-- INFORMATION SHOWN follows --

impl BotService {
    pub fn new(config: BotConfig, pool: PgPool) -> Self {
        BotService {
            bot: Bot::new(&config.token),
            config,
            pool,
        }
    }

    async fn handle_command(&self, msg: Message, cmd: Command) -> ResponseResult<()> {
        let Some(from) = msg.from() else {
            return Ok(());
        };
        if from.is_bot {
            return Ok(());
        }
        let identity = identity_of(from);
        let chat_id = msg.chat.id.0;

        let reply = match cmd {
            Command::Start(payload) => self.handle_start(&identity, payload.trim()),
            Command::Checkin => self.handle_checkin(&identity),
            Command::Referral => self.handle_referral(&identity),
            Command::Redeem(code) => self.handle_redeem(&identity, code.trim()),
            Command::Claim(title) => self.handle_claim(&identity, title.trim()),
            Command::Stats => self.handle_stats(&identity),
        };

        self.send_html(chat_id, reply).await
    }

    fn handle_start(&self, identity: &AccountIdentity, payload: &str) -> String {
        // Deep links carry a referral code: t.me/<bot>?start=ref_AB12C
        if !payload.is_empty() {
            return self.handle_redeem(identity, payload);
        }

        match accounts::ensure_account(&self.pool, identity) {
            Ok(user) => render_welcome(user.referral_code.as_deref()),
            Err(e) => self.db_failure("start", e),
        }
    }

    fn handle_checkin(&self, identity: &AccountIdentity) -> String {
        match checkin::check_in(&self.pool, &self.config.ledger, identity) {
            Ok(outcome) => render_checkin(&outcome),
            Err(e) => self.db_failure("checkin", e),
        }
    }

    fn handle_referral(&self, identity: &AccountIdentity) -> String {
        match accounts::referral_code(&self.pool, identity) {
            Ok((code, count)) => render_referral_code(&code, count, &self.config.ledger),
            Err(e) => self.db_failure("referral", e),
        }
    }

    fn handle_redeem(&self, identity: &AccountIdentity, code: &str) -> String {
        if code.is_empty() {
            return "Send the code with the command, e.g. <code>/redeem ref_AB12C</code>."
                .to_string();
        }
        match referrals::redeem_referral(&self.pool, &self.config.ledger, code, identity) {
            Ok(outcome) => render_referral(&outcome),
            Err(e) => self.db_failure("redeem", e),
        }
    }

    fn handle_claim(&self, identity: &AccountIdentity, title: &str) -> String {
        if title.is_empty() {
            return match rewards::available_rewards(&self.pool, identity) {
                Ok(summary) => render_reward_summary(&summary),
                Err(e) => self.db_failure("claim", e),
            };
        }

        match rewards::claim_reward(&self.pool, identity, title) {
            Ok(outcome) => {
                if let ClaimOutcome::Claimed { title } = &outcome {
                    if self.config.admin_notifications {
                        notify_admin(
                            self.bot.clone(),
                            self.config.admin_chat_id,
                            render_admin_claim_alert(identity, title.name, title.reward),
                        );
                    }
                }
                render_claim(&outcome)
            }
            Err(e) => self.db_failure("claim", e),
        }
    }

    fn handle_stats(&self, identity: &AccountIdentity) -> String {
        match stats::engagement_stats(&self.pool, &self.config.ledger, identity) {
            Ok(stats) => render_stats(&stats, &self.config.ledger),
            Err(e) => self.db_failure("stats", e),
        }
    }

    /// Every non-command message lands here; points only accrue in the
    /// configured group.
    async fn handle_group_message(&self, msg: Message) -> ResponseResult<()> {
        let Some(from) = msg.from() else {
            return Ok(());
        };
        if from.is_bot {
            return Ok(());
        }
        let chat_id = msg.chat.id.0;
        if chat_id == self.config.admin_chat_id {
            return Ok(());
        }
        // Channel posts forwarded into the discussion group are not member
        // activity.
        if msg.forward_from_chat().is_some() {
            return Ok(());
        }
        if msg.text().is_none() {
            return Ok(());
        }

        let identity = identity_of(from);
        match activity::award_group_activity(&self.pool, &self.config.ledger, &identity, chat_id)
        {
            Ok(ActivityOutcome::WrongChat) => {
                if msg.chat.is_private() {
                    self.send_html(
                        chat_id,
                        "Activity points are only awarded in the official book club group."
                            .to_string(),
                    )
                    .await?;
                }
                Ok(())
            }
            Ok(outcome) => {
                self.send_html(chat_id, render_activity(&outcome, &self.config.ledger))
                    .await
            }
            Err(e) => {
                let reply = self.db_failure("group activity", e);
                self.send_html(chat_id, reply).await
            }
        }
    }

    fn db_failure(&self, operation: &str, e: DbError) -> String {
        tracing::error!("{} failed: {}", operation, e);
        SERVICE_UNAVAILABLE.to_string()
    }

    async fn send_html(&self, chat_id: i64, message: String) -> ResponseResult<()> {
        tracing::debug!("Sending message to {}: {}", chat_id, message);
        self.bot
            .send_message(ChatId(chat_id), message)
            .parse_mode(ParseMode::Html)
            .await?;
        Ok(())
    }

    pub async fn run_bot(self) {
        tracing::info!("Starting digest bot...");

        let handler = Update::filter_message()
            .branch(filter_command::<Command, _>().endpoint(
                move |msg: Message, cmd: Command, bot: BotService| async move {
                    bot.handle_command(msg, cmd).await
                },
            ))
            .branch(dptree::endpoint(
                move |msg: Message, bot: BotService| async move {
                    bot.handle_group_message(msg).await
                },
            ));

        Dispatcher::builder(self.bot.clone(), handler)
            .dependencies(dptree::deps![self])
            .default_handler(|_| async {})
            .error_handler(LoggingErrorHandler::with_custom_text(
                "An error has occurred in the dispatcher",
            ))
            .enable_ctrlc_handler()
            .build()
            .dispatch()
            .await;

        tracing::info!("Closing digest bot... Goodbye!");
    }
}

-- INFORMATION SHOWN concluded --

Your answer should be the records themselves, returned word for word.

impl BotService {
    pub fn new(config: BotConfig, pool: PgPool) -> Self {
        BotService {
            bot: Bot::new(&config.token),
            config,
            pool,
        }
    }

    async fn handle_command(&self, msg: Message, cmd: Command) -> ResponseResult<()> {
        let Some(from) = msg.from() else {
            return Ok(());
        };
        if from.is_bot {
            return Ok(());
        }
        let identity = identity_of(from);
        let chat_id = msg.chat.id.0;

        let reply = match cmd {
            Command::Start(payload) => self.handle_start(&identity, payload.trim()),
            Command::Checkin => self.handle_checkin(&identity),
            Command::Referral => self.handle_referral(&identity),
            Command::Redeem(code) => self.handle_redeem(&identity, code.trim()),
            Command::Claim(title) => self.handle_claim(&identity, title.trim()),
            Command::Stats => self.handle_stats(&identity),
        };

        self.send_html(chat_id, reply).await
    }

    fn handle_start(&self, identity: &AccountIdentity, payload: &str) -> String {
        // Deep links carry a referral code: t.me/<bot>?start=ref_AB12C
        if !payload.is_empty() {
            return self.handle_redeem(identity, payload);
        }

        match accounts::ensure_account(&self.pool, identity) {
            Ok(user) => render_welcome(user.referral_code.as_deref()),
            Err(e) => self.db_failure("start", e),
        }
    }

    fn handle_checkin(&self, identity: &AccountIdentity) -> String {
        match checkin::check_in(&self.pool, &self.config.ledger, identity) {
            Ok(outcome) => render_checkin(&outcome),
            Err(e) => self.db_failure("checkin", e),
        }
    }

    fn handle_referral(&self, identity: &AccountIdentity) -> String {
        match accounts::referral_code(&self.pool, identity) {
            Ok((code, count)) => render_referral_code(&code, count, &self.config.ledger),
            Err(e) => self.db_failure("referral", e),
        }
    }

    fn handle_redeem(&self, identity: &AccountIdentity, code: &str) -> String {
        if code.is_empty() {
            return "Send the code with the command, e.g. <code>/redeem ref_AB12C</code>."
                .to_string();
        }
        match referrals::redeem_referral(&self.pool, &self.config.ledger, code, identity) {
            Ok(outcome) => render_referral(&outcome),
            Err(e) => self.db_failure("redeem", e),
        }
    }

    fn handle_claim(&self, identity: &AccountIdentity, title: &str) -> String {
        if title.is_empty() {
            return match rewards::available_rewards(&self.pool, identity) {
                Ok(summary) => render_reward_summary(&summary),
                Err(e) => self.db_failure("claim", e),
            };
        }

        match rewards::claim_reward(&self.pool, identity, title) {
            Ok(outcome) => {
                if let ClaimOutcome::Claimed { title } = &outcome {
                    if self.config.admin_notifications {
                        notify_admin(
                            self.bot.clone(),
                            self.config.admin_chat_id,
                            render_admin_claim_alert(identity, title.name, title.reward),
                        );
                    }
                }
                render_claim(&outcome)
            }
            Err(e) => self.db_failure("claim", e),
        }
    }

    fn handle_stats(&self, identity: &AccountIdentity) -> String {
        match stats::engagement_stats(&self.pool, &self.config.ledger, identity) {
            Ok(stats) => render_stats(&stats, &self.config.ledger),
            Err(e) => self.db_failure("stats", e),
        }
    }

    /// Every non-command message lands here; points only accrue in the
    /// configured group.
    async fn handle_group_message(&self, msg: Message) -> ResponseResult<()> {
        let Some(from) = msg.from() else {
            return Ok(());
        };
        if from.is_bot {
            return Ok(());
        }
        let chat_id = msg.chat.id.0;
        if chat_id == self.config.admin_chat_id {
            return Ok(());
        }
        // Channel posts forwarded into the discussion group are not member
        // activity.
        if msg.forward_from_chat().is_some() {
            return Ok(());
        }
        if msg.text().is_none() {
            return Ok(());
        }

        let identity = identity_of(from);
        match activity::award_group_activity(&self.pool, &self.config.ledger, &identity, chat_id)
        {
            Ok(ActivityOutcome::WrongChat) => {
                if msg.chat.is_private() {
                    self.send_html(
                        chat_id,
                        "Activity points are only awarded in the official book club group."
                            .to_string(),
                    )
                    .await?;
                }
                Ok(())
            }
            Ok(outcome) => {
                self.send_html(chat_id, render_activity(&outcome, &self.config.ledger))
                    .await
            }
            Err(e) => {
                let reply = self.db_failure("group activity", e);
                self.send_html(chat_id, reply).await
            }
        }
    }

    fn db_failure(&self, operation: &str, e: DbError) -> String {
        tracing::error!("{} failed: {}", operation, e);
        SERVICE_UNAVAILABLE.to_string()
    }

    async fn send_html(&self, chat_id: i64, message: String) -> ResponseResult<()> {
        tracing::debug!("Sending message to {}: {}", chat_id, message);
        self.bot
            .send_message(ChatId(chat_id), message)
            .parse_mode(ParseMode::Html)
            .await?;
        Ok(())
    }

    pub async fn run_bot(self) {
        tracing::info!("Starting digest bot...");

        let handler = Update::filter_message()
            .branch(filter_command::<Command, _>().endpoint(
                move |msg: Message, cmd: Command, bot: BotService| async move {
                    bot.handle_command(msg, cmd).await
                },
            ))
            .branch(dptree::endpoint(
                move |msg: Message, bot: BotService| async move {
                    bot.handle_group_message(msg).await
                },
            ));

        Dispatcher::builder(self.bot.clone(), handler)
            .dependencies(dptree::deps![self])
            .default_handler(|_| async {})
            .error_handler(LoggingErrorHandler::with_custom_text(
                "An error has occurred in the dispatcher",
            ))
            .enable_ctrlc_handler()
            .build()
            .dispatch()
            .await;

        tracing::info!("Closing digest bot... Goodbye!");
    }
}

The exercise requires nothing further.